In Engel's 1993 summary of the 1992 Palm Desert Conference on Epilepsy Surgery, he annotated his classification system with more detail. The annotation was as follows:
- Class I: Seizure free or no more than a few early, nondisabling seizures; or seizures upon drug withdrawal only
- Class II: Disabling seizures occur rarely during a period of at least 2 years; disabling seizures may have been more frequent soon after surgery; nocturnal seizures
- Class III: Worthwhile improvement; seizure reduction for prolonged periods but less than 2 years
- Class IV: No worthwhile improvement; some reduction, no reduction, or worsening are possible

==Advantages==

The subjectivity of the Engel system leaves much of the postoperative class assignment process to the patients. While many have noted the disadvantages of a classification system where the patients are involved in determining the evaluation, others have praised it. Proponents of the Engel classification guidelines argue that the patients are best able to perceive the worth of the operation because they are the ones experiencing the seizures before and after the treatment.

==Disadvantages==

As is the case for all current methods of reviewing epilepsy surgery outcomes, the Engel classification system has subjective components. A "disabling seizure" is subjective and can vary in definition from person to person. While one epileptic experiencing a seizure when driving a car may find the seizure "disabling", the same magnitude of seizure may be interpreted as mild, and thus "nondisabling", by an epileptic resting in bed. Every class other than class I is also subjective because there is no quantitative definition of what determines a rare occurrence or method to measure worthwhileness. One doctor and patient may consider two seizures in a year as a rare occurrence while another doctor may consider ten in a year as rarely occurring. The worthwhileness of the operation is ambiguous because worth can be interpreted differently by various patients and healthcare professionals. Keeping those caveats in mind, most neurologists and neurosurgeons who specialize in epilepsy would most likely agree, as would many persons with epilepsy and even laypeople, that any seizure that leads to a period of status epilepticus (seizure activity, especially of the tonic-clonic, or grand mal, type, for longer than about five to ten minutes, or more – some now say it should be as little as two – without an intervening return to normal, or any repeat seizures without a return to consciousness) is a medical emergency, objectively a major problem, and cannot be considered a satisfactory outcome (unless perhaps if the person had a fatal or very severe form of a neurodegenerative syndrome or other disease where such severe repeat seizures are not unusual, and there are a number of these diseases; even then, such an outcome is usually still not a cure, just an amelioration of a fatal condition or a very disabling condition). Continuing to have to endure a large number of tonic-clonic seizures (grand mal seizures) over a period of days, months, or even over the course of a year or two, would make it impossible to drive and very hard to hold a job away from home entailing much stress, and would pose limits on one's abilities to safely carry out the activities of daily living without at least some monitoring or assistance.

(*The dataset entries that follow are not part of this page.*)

impl MinterState {
    pub fn new(init: MinterInit) -> Self {
        Self {
            key_id: init.key_id,
            chain_id: init.chain_id,
            helper_contract: init.helper_contract,
            last_scraped_block: init.last_scraped_block,
            first_sequence_number: init.first_sequence_number,
            next_sequence_number: init.first_sequence_number,
            balances: BTreeMap::new(),
            minted: BTreeMap::new(),
            invalid: BTreeMap::new(),
            withdrawals: BTreeMap::new(),
            total_credited: 0,
            total_debited: 0,
        }
    }

    // =========================================================================
    // Mutation
    // =========================================================================

    /// Validate `event` and fold it into the state
    ///
    /// On error the state is left unchanged.
    pub fn apply(&mut self, event: &MinterEvent) -> Result<(), InvariantViolation> {
        match event {
            MinterEvent::AcceptedDeposit(deposit) => {
                self.check_unclassified(&deposit.source)?;

                let beneficiary = &deposit.event.beneficiary;
                let amount = deposit.event.amount;
                let balance = self.balance_of(beneficiary);

                let new_balance = balance
                    .checked_add(amount)
                    .ok_or_else(|| InvariantViolation::BalanceOverflow(beneficiary.clone()))?;
                let total_credited = self
                    .total_credited
                    .checked_add(amount)
                    .ok_or_else(|| InvariantViolation::BalanceOverflow(beneficiary.clone()))?;

                self.balances.insert(beneficiary.clone(), new_balance);
                self.total_credited = total_credited;
                self.minted.insert(deposit.source, deposit.clone());
            }

            MinterEvent::InvalidDeposit(deposit) => {
                self.check_unclassified(&deposit.source)?;
                self.invalid.insert(deposit.source, deposit.clone());
            }

            MinterEvent::SyncedToBlock { block_number } => {
                if *block_number < self.last_scraped_block {
                    return Err(InvariantViolation::CursorRegression {
                        current: self.last_scraped_block,
                        proposed: *block_number,
                    });
                }
                self.last_scraped_block = *block_number;
            }

            MinterEvent::AcceptedWithdrawal(accepted) => {
                if accepted.sequence_number != self.next_sequence_number {
                    return Err(InvariantViolation::SequenceMismatch {
                        expected: self.next_sequence_number,
                        got: accepted.sequence_number,
                    });
                }

                let balance = self.balance_of(&accepted.caller);
                if accepted.amount > balance {
                    return Err(InvariantViolation::Overdraft {
                        caller: accepted.caller.clone(),
                        amount: accepted.amount,
                        balance,
                    });
                }

                let remaining = balance - accepted.amount;
                if remaining == 0 {
                    self.balances.remove(&accepted.caller);
                } else {
                    self.balances.insert(accepted.caller.clone(), remaining);
                }

                // Bounded by total_credited, which already fits
                self.total_debited += accepted.amount;
                self.next_sequence_number += 1;
                self.withdrawals.insert(
                    accepted.sequence_number,
                    WithdrawalRequest::new(accepted.clone()),
                );
            }

            MinterEvent::SignedTransaction {
                sequence_number,
                transaction,
            } => {
                if let Some(blocking) = self.first_unresolved_before(*sequence_number) {
                    return Err(InvariantViolation::OutOfOrder {
                        sequence_number: *sequence_number,
                        blocking,
                    });
                }

                let request = self.transition(
                    *sequence_number,
                    WithdrawalStatus::Unapproved,
                    WithdrawalStatus::Signed,
                )?;

                let mismatch = if transaction.nonce() != *sequence_number {
                    Some(format!("nonce {}", transaction.nonce()))
                } else if transaction.transaction.destination() != request.destination {
                    Some("destination".to_string())
                } else if transaction.transaction.amount() > request.amount {
                    Some(format!("value {}", transaction.transaction.amount()))
                } else {
                    None
                };

                if let Some(reason) = mismatch {
                    return Err(InvariantViolation::TransactionMismatch {
                        sequence_number: *sequence_number,
                        reason,
                    });
                }

                let request = self.request_mut(*sequence_number)?;
                request.status = WithdrawalStatus::Signed;
                request.transaction = Some(transaction.clone());
            }

            MinterEvent::SentTransaction { sequence_number } => {
                self.transition(
                    *sequence_number,
                    WithdrawalStatus::Signed,
                    WithdrawalStatus::Sent,
                )?;
                self.request_mut(*sequence_number)?.status = WithdrawalStatus::Sent;
            }

            MinterEvent::FinalizedTransaction {
                sequence_number,
                receipt,
            } => {
                self.transition(
                    *sequence_number,
                    WithdrawalStatus::Sent,
                    WithdrawalStatus::Finalized,
                )?;
                let request = self.request_mut(*sequence_number)?;
                request.status = WithdrawalStatus::Finalized;
                request.receipt = Some(receipt.clone());
            }

            MinterEvent::InvalidatedTransaction {
                sequence_number,
                reason,
            } => {
                self.transition(
                    *sequence_number,
                    WithdrawalStatus::Signed,
                    WithdrawalStatus::Invalid,
                )?;
                let request = self.request_mut(*sequence_number)?;
                request.status = WithdrawalStatus::Invalid;
                request.failure = Some(reason.clone());
            }
        }

        Ok(())
    }

    fn check_unclassified(&self, source: &EventSource) -> Result<(), InvariantViolation> {
        if self.is_classified(source) {
            return Err(InvariantViolation::DuplicateDeposit(*source));
        }
        Ok(())
    }

    /// Check that request `n` is in `from`; returns it
    fn transition(
        &self,
        sequence_number: u64,
        from: WithdrawalStatus,
        to: WithdrawalStatus,
    ) -> Result<&WithdrawalRequest, InvariantViolation> {
        let request = self
            .withdrawals
            .get(&sequence_number)
            .ok_or(InvariantViolation::UnknownWithdrawal(sequence_number))?;

        if request.status != from {
            return Err(InvariantViolation::InvalidTransition {
                sequence_number,
                from: request.status,
                to,
            });
        }
        Ok(request)
    }

    fn request_mut(
        &mut self,
        sequence_number: u64,
    ) -> Result<&mut WithdrawalRequest, InvariantViolation> {
        self.withdrawals
            .get_mut(&sequence_number)
            .ok_or(InvariantViolation::UnknownWithdrawal(sequence_number))
    }

    fn first_unresolved_before(&self, sequence_number: u64) -> Option<u64> {
        self.withdrawals
            .range(..sequence_number)
            .find(|(_, request)| request.status.is_unresolved())
            .map(|(n, _)| *n)
    }

    // =========================================================================
    // Queries
    // =========================================================================

    pub fn key_id(&self) -> &str {
        &self.key_id
    }

    pub fn chain_id(&self) -> u64 {
        self.chain_id
    }

    pub fn helper_contract(&self) -> Address {
        self.helper_contract
    }

    pub fn last_scraped_block(&self) -> u64 {
        self.last_scraped_block
    }

    /// Nonce of the first withdrawal this ledger ever issued
    pub fn first_sequence_number(&self) -> u64 {
        self.first_sequence_number
    }

    pub fn next_sequence_number(&self) -> u64 {
        self.next_sequence_number
    }

    pub fn total_issued_requests(&self) -> u64 {
        self.next_sequence_number - self.first_sequence_number
    }

    pub fn balance_of(&self, identity: &HostIdentity) -> Wei {
        self.balances.get(identity).copied().unwrap_or(0)
    }

    pub fn is_classified(&self, source: &EventSource) -> bool {
        self.minted.contains_key(source) || self.invalid.contains_key(source)
    }

    pub fn invalid_deposits(&self) -> impl Iterator<Item = &InvalidDeposit> {
        self.invalid.values()
    }

    pub fn withdrawal(&self, sequence_number: u64) -> Option<&WithdrawalRequest> {
        self.withdrawals.get(&sequence_number)
    }

    pub fn withdrawals(&self) -> impl Iterator<Item = &WithdrawalRequest> {
        self.withdrawals.values()
    }

    /// Oldest unapproved or signed request; nothing behind it may advance
    pub fn next_unresolved(&self) -> Option<&WithdrawalRequest> {
        self.withdrawals
            .values()
            .find(|request| request.status.is_unresolved())
    }

    /// Requests waiting for finality, oldest first
    pub fn sent_requests(&self) -> Vec<WithdrawalRequest> {
        self.withdrawals
            .values()
            .filter(|request| request.status == WithdrawalStatus::Sent)
            .cloned()
            .collect()
    }

    /// Minted deposits with block in `[from, to]`, clamped to the scanned range
    pub fn minted_in_range(
        &self,
        from: u64,
        to: u64,
        source_address: Option<Address>,
    ) -> Vec<MintedDeposit> {
        let to = to.min(self.last_scraped_block);
        if from > to {
            return Vec::new();
        }

        let mut deposits: Vec<MintedDeposit> = self
            .minted
            .values()
            .filter(|d| d.block_number >= from && d.block_number <= to)
            .filter(|d| source_address.map_or(true, |a| d.event.source_address == a))
            .cloned()
            .collect();

        deposits.sort_by_key(|d| (d.block_number, d.source.log_index));
        deposits
    }

    pub fn conservation(&self) -> ConservationReport {
        let sum_of_balances = self
            .balances
            .values()
            .fold(0u128, |acc, b| acc.saturating_add(*b));

        let stuck_in_invalid = self
            .withdrawals
            .values()
            .filter(|r| r.status == WithdrawalStatus::Invalid)
            .fold(0u128, |acc, r| acc.saturating_add(r.amount));

        ConservationReport {
            total_credited: self.total_credited,
            total_debited: self.total_debited,
            sum_of_balances,
            holds: self.total_credited.checked_sub(self.total_debited) == Some(sum_of_balances),
            stuck_in_invalid,
        }
    }

    pub fn snapshot(&self) -> DebugSnapshot {
        let mut unapproved = Vec::new();
        let mut in_flight = Vec::new();
        let mut resolved = Vec::new();

        for request in self.withdrawals.values() {
            match request.status {
                WithdrawalStatus::Unapproved => unapproved.push(request.clone()),
                WithdrawalStatus::Signed | WithdrawalStatus::Sent => {
                    in_flight.push(request.clone())
                }
                WithdrawalStatus::Finalized | WithdrawalStatus::Invalid => {
                    resolved.push(request.clone())
                }
            }
        }

        DebugSnapshot {
            key_id: self.key_id.clone(),
            chain_id: self.chain_id,
            helper_contract: self.helper_contract,
            last_scraped_block: self.last_scraped_block,
            minted_sources: self.minted.keys().copied().collect(),
            invalid_deposits: self.invalid.values().cloned().collect(),
            total_issued_requests: self.total_issued_requests(),
            next_sequence_number: self.next_sequence_number,
            unapproved,
            in_flight,
            resolved,
            conservation: self.conservation(),
        }
    }
}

The Engel classification system has been thought of as a cross-sectional grading system by medical professionals because it does not account for long term changes in patients. It has been proposed that it would be more beneficial to reevaluate patients on an annual basis, and the International League Against Epilepsy (ILAE) devised a separate rating scale in 2001 that reevaluates patients on every annual anniversary of their surgery. The ILAE also developed their system in hopes of avoiding many of the subjective components found in the Engel system.